- Mon Jun 12, 2017 3:10 pm
#35943
Good question, Cindy! Conditional reasoning and causal reasoning are often confused, especially when the conditional relationship makes sense as a causal one. "If I eat food with a high salt content I retain water" is purely conditional in form, but it would be easy to draw a causal conclusion from it - that the salt content is causing the water retention. However, when the stimulus doesn't make that leap in the conclusion, or contains no conclusion at all (as is the case in many Must Be True questions), then we want to avoid making that leap ourselves and instead constrain ourselves to just using conditional tools to analyze the answer choices. In this case, if there was no conclusion, I would not pick an answer that talked about cause and effect, but would instead look for one that took advantage of the contrapositive, saying that whenever I do not retain water I did not eat very salty food.

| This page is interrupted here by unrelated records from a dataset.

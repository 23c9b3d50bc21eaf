//! Container Reload Tests
//!
//! - Base loads publish whole generations; readers never see a mix
//! - Tolerance gate decides publication, identically for both variants
//! - Incremental loads mutate the live mapping in place

use hotdict::container::{
    Container, ContainerError, KListContainer, KMapContainer, LoadStats, Record, RecordBatch,
    RecordError, SourceError, Tolerance,
};
use std::sync::atomic::{AtomicBool, Ordering};
use std::sync::Arc;
use std::thread;

// =============================================================================
// Test Utilities
// =============================================================================

const KEYS: usize = 200;

fn generation_batch(generation: u64) -> RecordBatch<String, u64> {
    RecordBatch::from_records(
        (0..KEYS)
            .map(|i| Record::add(format!("k{}", i), generation))
            .collect(),
    )
}

fn with_errors(good: &[(&str, i64)], bad: usize) -> RecordBatch<String, i64> {
    let mut batch = RecordBatch::from_records(
        good.iter()
            .map(|(k, v)| Record::add(k.to_string(), *v))
            .collect(),
    );
    for i in 0..bad {
        batch.push(Err(RecordError::new(format!("bad record {}", i))));
    }
    batch
}

fn tolerance(ratio: f64) -> Tolerance {
    Tolerance::new(ratio).unwrap()
}

// =============================================================================
// Atomic publication
// =============================================================================

#[test]
fn test_readers_never_observe_mixed_generations() {
    let container = Arc::new(KMapContainer::new(Tolerance::STRICT));
    container.load_base(&mut generation_batch(0)).unwrap();

    let stop = Arc::new(AtomicBool::new(false));
    let readers: Vec<_> = (0..4)
        .map(|_| {
            let container = Arc::clone(&container);
            let stop = Arc::clone(&stop);
            thread::spawn(move || {
                let mut snapshots = 0u64;
                loop {
                    let mut seen = Vec::with_capacity(KEYS);
                    container.range(&mut |_, v| {
                        seen.push(*v);
                        true
                    });
                    assert_eq!(seen.len(), KEYS, "partial generation visible");
                    assert!(
                        seen.iter().all(|v| *v == seen[0]),
                        "mixed generations in one snapshot"
                    );

                    // Keys present in every generation are never missing
                    assert!(container.get(&"k7".to_string()).is_ok());
                    snapshots += 1;
                    if stop.load(Ordering::Relaxed) {
                        break;
                    }
                }
                snapshots
            })
        })
        .collect();

    for generation in 1..=50 {
        container.load_base(&mut generation_batch(generation)).unwrap();
    }
    stop.store(true, Ordering::Relaxed);

    for reader in readers {
        assert!(reader.join().unwrap() > 0);
    }
    assert_eq!(container.get(&"k0".to_string()).unwrap(), 50);
    assert_eq!(container.generation(), 51);
}

#[test]
fn test_range_interleaves_with_incremental_writes() {
    let container = Arc::new(KMapContainer::new(Tolerance::STRICT));
    container.load_base(&mut generation_batch(0)).unwrap();

    let stop = Arc::new(AtomicBool::new(false));
    let readers: Vec<_> = (0..2)
        .map(|_| {
            let container = Arc::clone(&container);
            let stop = Arc::clone(&stop);
            thread::spawn(move || {
                let mut snapshots = 0u64;
                loop {
                    let mut seen = 0;
                    container.range(&mut |k, _| {
                        // Reads and writes from inside the walk must not block
                        assert!(container.get(k).is_ok());
                        container.set("scratch".to_string(), 0).unwrap();
                        seen += 1;
                        true
                    });
                    assert!(seen >= KEYS);
                    snapshots += 1;
                    if stop.load(Ordering::Relaxed) {
                        break;
                    }
                }
                snapshots
            })
        })
        .collect();

    for pass in 1..=50 {
        container.load_inc(&mut generation_batch(pass)).unwrap();
    }
    stop.store(true, Ordering::Relaxed);

    for reader in readers {
        assert!(reader.join().unwrap() > 0);
    }
    container.del(&"scratch".to_string()).unwrap();
    assert_eq!(container.len(), KEYS);
    assert!(container
        .to_hash_map()
        .values()
        .all(|v| *v == 50));
}

#[test]
fn test_failed_pass_keeps_serving_previous_generation() {
    let container = KMapContainer::new(Tolerance::STRICT);
    container.load_base(&mut generation_batch(1)).unwrap();

    let mut failing = generation_batch(2).fail_after(KEYS / 2, SourceError::connectivity("reset"));
    let err = container.load_base(&mut failing).unwrap_err();

    assert!(err.source_error().unwrap().is_retryable());
    assert_eq!(container.get(&"k199".to_string()).unwrap(), 1);
    assert_eq!(container.len(), KEYS);
}

// =============================================================================
// Tolerance gate
// =============================================================================

#[test]
fn test_tolerance_half_accepts_one_bad_record_in_four() {
    let container = KMapContainer::new(tolerance(0.5));
    let stats = container
        .load_base(&mut with_errors(&[("a", 1), ("b", 2), ("c", 3)], 1))
        .unwrap();

    assert_eq!(stats, LoadStats { total: 4, errors: 1 });
    assert_eq!(container.len(), 3);
    assert_eq!(container.get(&"b".to_string()).unwrap(), 2);
}

#[test]
fn test_tolerance_breach_keeps_prior_mapping() {
    let container = KMapContainer::new(tolerance(0.2));
    container
        .load_base(&mut with_errors(&[("z", 26)], 0))
        .unwrap();

    let err = container
        .load_base(&mut with_errors(&[("a", 1), ("b", 2), ("c", 3)], 1))
        .unwrap_err();

    match err {
        ContainerError::ToleranceExceeded { ratio, tolerance, stats } => {
            assert_eq!(ratio, 0.25);
            assert_eq!(tolerance, 0.2);
            assert_eq!(stats.errors, 1);
        }
        other => panic!("expected tolerance breach, got {:?}", other),
    }
    assert_eq!(container.get(&"z".to_string()).unwrap(), 26);
    assert!(container.get(&"a".to_string()).unwrap_err().is_not_found());
}

#[test]
fn test_both_variants_apply_the_same_gate() {
    let map = KMapContainer::new(tolerance(0.3));
    let list = KListContainer::new(tolerance(0.3));

    let map_err = map.load_base(&mut with_errors(&[("a", 1), ("b", 2)], 1));
    let list_err = list.load_base(&mut with_errors(&[("a", 1), ("b", 2)], 1));
    assert!(matches!(map_err, Err(ContainerError::ToleranceExceeded { .. })));
    assert!(matches!(list_err, Err(ContainerError::ToleranceExceeded { .. })));

    assert!(map.load_base(&mut with_errors(&[("a", 1), ("b", 2), ("c", 3)], 1)).is_ok());
    assert!(list.load_base(&mut with_errors(&[("a", 1), ("b", 2), ("c", 3)], 1)).is_ok());
}

#[test]
fn test_empty_pass_publishes_empty_generation() {
    let container = KMapContainer::new(Tolerance::STRICT);
    container.load_base(&mut with_errors(&[("a", 1)], 0)).unwrap();

    let stats = container.load_base(&mut RecordBatch::default()).unwrap();

    assert_eq!(stats, LoadStats::default());
    assert!(container.is_empty());
}

// =============================================================================
// Reload semantics
// =============================================================================

#[test]
fn test_identical_reload_is_idempotent() {
    let container = KMapContainer::new(Tolerance::STRICT);
    container.load_base(&mut generation_batch(3)).unwrap();
    let before = container.to_hash_map();

    container.load_base(&mut generation_batch(3)).unwrap();

    assert_eq!(container.to_hash_map(), before);
}

#[test]
fn test_incremental_delete_and_upsert() {
    let container = KMapContainer::new(Tolerance::STRICT);
    container
        .load_base(&mut with_errors(&[("a", 1), ("b", 2)], 0))
        .unwrap();

    container
        .load_inc(&mut RecordBatch::from_records(vec![Record::delete(
            "a".to_string(),
            0,
        )]))
        .unwrap();
    assert!(container.get(&"a".to_string()).unwrap_err().is_not_found());
    assert_eq!(container.get(&"b".to_string()).unwrap(), 2);
    assert_eq!(container.len(), 1);

    container
        .load_inc(&mut RecordBatch::from_records(vec![
            Record::update("b".to_string(), 20),
            Record::add("c".to_string(), 3),
        ]))
        .unwrap();
    assert_eq!(container.get(&"b".to_string()).unwrap(), 20);
    assert_eq!(container.get(&"c".to_string()).unwrap(), 3);
}

#[test]
fn test_multi_value_container_keeps_every_value() {
    let list = KListContainer::new(Tolerance::STRICT);
    list.load_base(&mut RecordBatch::from_records(vec![
        Record::add("tag".to_string(), 1),
        Record::add("tag".to_string(), 2),
        Record::add("other".to_string(), 3),
    ]))
    .unwrap();

    assert_eq!(list.get(&"tag".to_string()).unwrap(), vec![1, 2]);
    assert_eq!(list.len(), 2);
    assert!(matches!(
        list.set("tag".to_string(), 4),
        Err(ContainerError::NotImplemented(_))
    ));
}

If, on the other hand, the author uses a conditional premise to support a causal conclusion ("therefore, salty food causes me to retain water"), then you should absolutely attack that argument with causal tools and look for alternate causes, cause without effect, reversals, etc. Causal reasoning is more powerful than conditional reasoning, and so when both are present it's typically best to focus on the causality rather than the conditionality.
So, when faced with a conditional stimulus that has no causal claims in it, whether you are asked to weaken it, strengthen it, identify the underlying assumptions, deduce what must be true, point out a flaw in the reasoning, or anything else, you should usually consign any answer that brings up causation to the "loser" pile. The only time you would bring one of those causal answers back into consideration is if there are no better answers available that deal with conditional reasoning. As long as you have any answers that talk about sufficient and necessary conditions, you should focus on those as your contenders.
If that didn't help regarding the particular question you were looking at in the LR Bible, then tell me more about that question. I want to be sure we are looking at the same edition before I assume that we are looking at the same question, since I have at least two editions on hand and they do not have the same question on that page. Just give me a few key words from the stimulus and I'll be able to look at it with you.
Thanks for the question, and I hope this was helpful!